+++ Dataset content +++
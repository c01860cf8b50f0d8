// Copyright 2025 the Chartwell Authors
// SPDX-License-Identifier: Apache-2.0 OR MIT

//! Listener registration and depth-counted signal dispatch.

use alloc::boxed::Box;
use core::fmt;

use smallvec::SmallVec;

use crate::signal::{ComponentId, Signal, SignalEvent};

/// Handle returned by [`SignalDispatcher::listen`], used to unregister.
#[derive(Copy, Clone, Debug, PartialEq, Eq, Hash)]
pub struct ListenerId(u32);

/// A boxed listener callback.
pub type Listener = Box<dyn FnMut(&SignalEvent)>;

/// Synchronous signal dispatcher with suspension support.
///
/// A dispatcher belongs to one source component. It masks every dispatched
/// signal to the set the source supports, so listeners never observe bits the
/// source does not declare. While suspended, dispatched signals are OR-ed into
/// a pending mask instead of being delivered; when the outermost suspension is
/// resumed they are either delivered as one event or discarded.
///
/// Suspension is depth-counted: nested `suspend`/`resume` pairs only deliver
/// on the transition from depth 1 to 0.
///
/// # Example
///
/// ```
/// use core::cell::Cell;
/// use std::rc::Rc;
///
/// use chartwell_consistency::{ComponentId, Signal, SignalDispatcher};
///
/// let mut bus = SignalDispatcher::new(ComponentId::next(), Signal::NEEDS_REDRAW | Signal::DATA_CHANGED);
/// let seen = Rc::new(Cell::new(0_u32));
/// let counter = seen.clone();
/// bus.listen(move |_| counter.set(counter.get() + 1));
///
/// bus.suspend();
/// bus.dispatch(Signal::NEEDS_REDRAW);
/// bus.dispatch(Signal::DATA_CHANGED);
/// assert_eq!(seen.get(), 0);
/// bus.resume(true);
/// assert_eq!(seen.get(), 1);
/// ```
///
/// # See Also
///
/// - [`Invalidatable`](crate::Invalidatable): Pairs a dispatcher with a consistency mask.
/// - [`SignalInbox`](crate::SignalInbox): A listener that accumulates signals for a parent.
pub struct SignalDispatcher {
    source: ComponentId,
    supported: Signal,
    listeners: SmallVec<[(ListenerId, Listener); 2]>,
    next_listener: u32,
    suspension: u32,
    pending: Signal,
    disposed: bool,
}

impl fmt::Debug for SignalDispatcher {
    fn fmt(&self, f: &mut fmt::Formatter<'_>) -> fmt::Result {
        f.debug_struct("SignalDispatcher")
            .field("source", &self.source)
            .field("supported", &self.supported)
            .field("listeners", &self.listeners.len())
            .field("next_listener", &self.next_listener)
            .field("suspension", &self.suspension)
            .field("pending", &self.pending)
            .field("disposed", &self.disposed)
            .finish()
    }
}

impl SignalDispatcher {
    /// Creates a dispatcher for `source` that delivers only `supported` signals.
    #[must_use]
    pub fn new(source: ComponentId, supported: Signal) -> Self {
        Self {
            source,
            supported,
            listeners: SmallVec::new(),
            next_listener: 0,
            suspension: 0,
            pending: Signal::empty(),
            disposed: false,
        }
    }

    /// Returns the component this dispatcher speaks for.
    #[must_use]
    pub const fn source(&self) -> ComponentId {
        self.source
    }

    /// Returns the signals this dispatcher is allowed to deliver.
    #[must_use]
    pub const fn supported(&self) -> Signal {
        self.supported
    }

    /// Returns the current suspension depth.
    #[must_use]
    pub const fn suspension_depth(&self) -> u32 {
        self.suspension
    }

    /// Returns `true` while at least one suspension is active.
    #[must_use]
    pub const fn is_suspended(&self) -> bool {
        self.suspension > 0
    }

    /// Returns the signals accumulated during the current suspension.
    #[must_use]
    pub const fn pending(&self) -> Signal {
        self.pending
    }

    /// Returns the number of registered listeners.
    #[must_use]
    pub fn listener_count(&self) -> usize {
        self.listeners.len()
    }

    /// Registers a listener and returns a handle for [`unlisten`](Self::unlisten).
    ///
    /// Listeners registered on a disposed dispatcher are dropped immediately.
    pub fn listen(&mut self, listener: impl FnMut(&SignalEvent) + 'static) -> ListenerId {
        let id = ListenerId(self.next_listener);
        self.next_listener = self.next_listener.wrapping_add(1);
        if self.disposed {
            tracing::debug!(source = self.source.get(), "listener added to a disposed dispatcher");
            return id;
        }
        self.listeners.push((id, Box::new(listener)));
        id
    }

    /// Unregisters a listener. Returns `false` if it was not registered.
    pub fn unlisten(&mut self, id: ListenerId) -> bool {
        let Some(pos) = self.listeners.iter().position(|(lid, _)| *lid == id) else {
            return false;
        };
        self.listeners.remove(pos);
        true
    }

    /// Dispatches `signals` to every listener, or accumulates them while suspended.
    ///
    /// Signals outside the supported mask are dropped; if nothing remains the
    /// call is a no-op.
    pub fn dispatch(&mut self, signals: Signal) {
        let signals = signals & self.supported;
        if signals.is_empty() || self.disposed {
            return;
        }
        if self.suspension > 0 {
            self.pending |= signals;
        } else {
            self.emit(signals);
        }
    }

    /// Increments the suspension depth.
    pub fn suspend(&mut self) {
        self.suspension += 1;
    }

    /// Decrements the suspension depth.
    ///
    /// When the depth drops to zero the accumulated signals are delivered as a
    /// single event if `dispatch_accumulated` is `true` and discarded otherwise.
    /// Resuming an unsuspended dispatcher is a no-op.
    pub fn resume(&mut self, dispatch_accumulated: bool) {
        if self.suspension == 0 {
            return;
        }
        self.suspension -= 1;
        if self.suspension > 0 {
            return;
        }
        let pending = core::mem::take(&mut self.pending);
        if dispatch_accumulated && !pending.is_empty() {
            self.emit(pending);
        }
    }

    /// Drops every listener.
    pub fn clear_listeners(&mut self) {
        self.listeners.clear();
    }

    /// Releases all listeners and stops any further dispatch.
    pub fn dispose(&mut self) {
        self.listeners.clear();
        self.pending = Signal::empty();
        self.disposed = true;
    }

    /// Returns `true` once [`dispose`](Self::dispose) has been called.
    #[must_use]
    pub const fn is_disposed(&self) -> bool {
        self.disposed
    }

    fn emit(&mut self, signals: Signal) {
        let event = SignalEvent::new(self.source, signals);
        for (_, listener) in &mut self.listeners {
            listener(&event);
        }
    }
}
+++
__Directions for this task__
All the lines above must appear again in the answer, word for word.

__Task answer__
repository c01860cf8b50f0d8
// Copyright 2025 the Chartwell Authors
// SPDX-License-Identifier: Apache-2.0 OR MIT

//! Listener registration and depth-counted signal dispatch.

use alloc::boxed::Box;
use core::fmt;

use smallvec::SmallVec;

use crate::signal::{ComponentId, Signal, SignalEvent};

/// Handle returned by [`SignalDispatcher::listen`], used to unregister.
#[derive(Copy, Clone, Debug, PartialEq, Eq, Hash)]
pub struct ListenerId(u32);

/// A boxed listener callback.
pub type Listener = Box<dyn FnMut(&SignalEvent)>;

/// Synchronous signal dispatcher with suspension support.
///
/// A dispatcher belongs to one source component. It masks every dispatched
/// signal to the set the source supports, so listeners never observe bits the
/// source does not declare. While suspended, dispatched signals are OR-ed into
/// a pending mask instead of being delivered; when the outermost suspension is
/// resumed they are either delivered as one event or discarded.
///
/// Suspension is depth-counted: nested `suspend`/`resume` pairs only deliver
/// on the transition from depth 1 to 0.
///
/// # Example
///
/// ```
/// use core::cell::Cell;
/// use std::rc::Rc;
///
/// use chartwell_consistency::{ComponentId, Signal, SignalDispatcher};
///
/// let mut bus = SignalDispatcher::new(ComponentId::next(), Signal::NEEDS_REDRAW | Signal::DATA_CHANGED);
/// let seen = Rc::new(Cell::new(0_u32));
/// let counter = seen.clone();
/// bus.listen(move |_| counter.set(counter.get() + 1));
///
/// bus.suspend();
/// bus.dispatch(Signal::NEEDS_REDRAW);
/// bus.dispatch(Signal::DATA_CHANGED);
/// assert_eq!(seen.get(), 0);
/// bus.resume(true);
/// assert_eq!(seen.get(), 1);
/// ```
///
/// # See Also
///
/// - [`Invalidatable`](crate::Invalidatable): Pairs a dispatcher with a consistency mask.
/// - [`SignalInbox`](crate::SignalInbox): A listener that accumulates signals for a parent.
pub struct SignalDispatcher {
    source: ComponentId,
    supported: Signal,
    listeners: SmallVec<[(ListenerId, Listener); 2]>,
    next_listener: u32,
    suspension: u32,
    pending: Signal,
    disposed: bool,
}

impl fmt::Debug for SignalDispatcher {
    fn fmt(&self, f: &mut fmt::Formatter<'_>) -> fmt::Result {
        f.debug_struct("SignalDispatcher")
            .field("source", &self.source)
            .field("supported", &self.supported)
            .field("listeners", &self.listeners.len())
            .field("next_listener", &self.next_listener)
            .field("suspension", &self.suspension)
            .field("pending", &self.pending)
            .field("disposed", &self.disposed)
            .finish()
    }
}

impl SignalDispatcher {
    /// Creates a dispatcher for `source` that delivers only `supported` signals.
    #[must_use]
    pub fn new(source: ComponentId, supported: Signal) -> Self {
        Self {
            source,
            supported,
            listeners: SmallVec::new(),
            next_listener: 0,
            suspension: 0,
            pending: Signal::empty(),
            disposed: false,
        }
    }

    /// Returns the component this dispatcher speaks for.
    #[must_use]
    pub const fn source(&self) -> ComponentId {
        self.source
    }

    /// Returns the signals this dispatcher is allowed to deliver.
    #[must_use]
    pub const fn supported(&self) -> Signal {
        self.supported
    }

    /// Returns the current suspension depth.
    #[must_use]
    pub const fn suspension_depth(&self) -> u32 {
        self.suspension
    }

    /// Returns `true` while at least one suspension is active.
    #[must_use]
    pub const fn is_suspended(&self) -> bool {
        self.suspension > 0
    }

    /// Returns the signals accumulated during the current suspension.
    #[must_use]
    pub const fn pending(&self) -> Signal {
        self.pending
    }

    /// Returns the number of registered listeners.
    #[must_use]
    pub fn listener_count(&self) -> usize {
        self.listeners.len()
    }

    /// Registers a listener and returns a handle for [`unlisten`](Self::unlisten).
    ///
    /// Listeners registered on a disposed dispatcher are dropped immediately.
    pub fn listen(&mut self, listener: impl FnMut(&SignalEvent) + 'static) -> ListenerId {
        let id = ListenerId(self.next_listener);
        self.next_listener = self.next_listener.wrapping_add(1);
        if self.disposed {
            tracing::debug!(source = self.source.get(), "listener added to a disposed dispatcher");
            return id;
        }
        self.listeners.push((id, Box::new(listener)));
        id
    }

    /// Unregisters a listener. Returns `false` if it was not registered.
    pub fn unlisten(&mut self, id: ListenerId) -> bool {
        let Some(pos) = self.listeners.iter().position(|(lid, _)| *lid == id) else {
            return false;
        };
        self.listeners.remove(pos);
        true
    }

    /// Dispatches `signals` to every listener, or accumulates them while suspended.
    ///
    /// Signals outside the supported mask are dropped; if nothing remains the
    /// call is a no-op.
    pub fn dispatch(&mut self, signals: Signal) {
        let signals = signals & self.supported;
        if signals.is_empty() || self.disposed {
            return;
        }
        if self.suspension > 0 {
            self.pending |= signals;
        } else {
            self.emit(signals);
        }
    }

    /// Increments the suspension depth.
    pub fn suspend(&mut self) {
        self.suspension += 1;
    }

    /// Decrements the suspension depth.
    ///
    /// When the depth drops to zero the accumulated signals are delivered as a
    /// single event if `dispatch_accumulated` is `true` and discarded otherwise.
    /// Resuming an unsuspended dispatcher is a no-op.
    pub fn resume(&mut self, dispatch_accumulated: bool) {
        if self.suspension == 0 {
            return;
        }
        self.suspension -= 1;
        if self.suspension > 0 {
            return;
        }
        let pending = core::mem::take(&mut self.pending);
        if dispatch_accumulated && !pending.is_empty() {
            self.emit(pending);
        }
    }

    /// Drops every listener.
    pub fn clear_listeners(&mut self) {
        self.listeners.clear();
    }

    /// Releases all listeners and stops any further dispatch.
    pub fn dispose(&mut self) {
        self.listeners.clear();
        self.pending = Signal::empty();
        self.disposed = true;
    }

    /// Returns `true` once [`dispose`](Self::dispose) has been called.
    #[must_use]
    pub const fn is_disposed(&self) -> bool {
        self.disposed
    }

    fn emit(&mut self, signals: Signal) {
        let event = SignalEvent::new(self.source, signals);
        for (_, listener) in &mut self.listeners {
            listener(&event);
        }
    }
}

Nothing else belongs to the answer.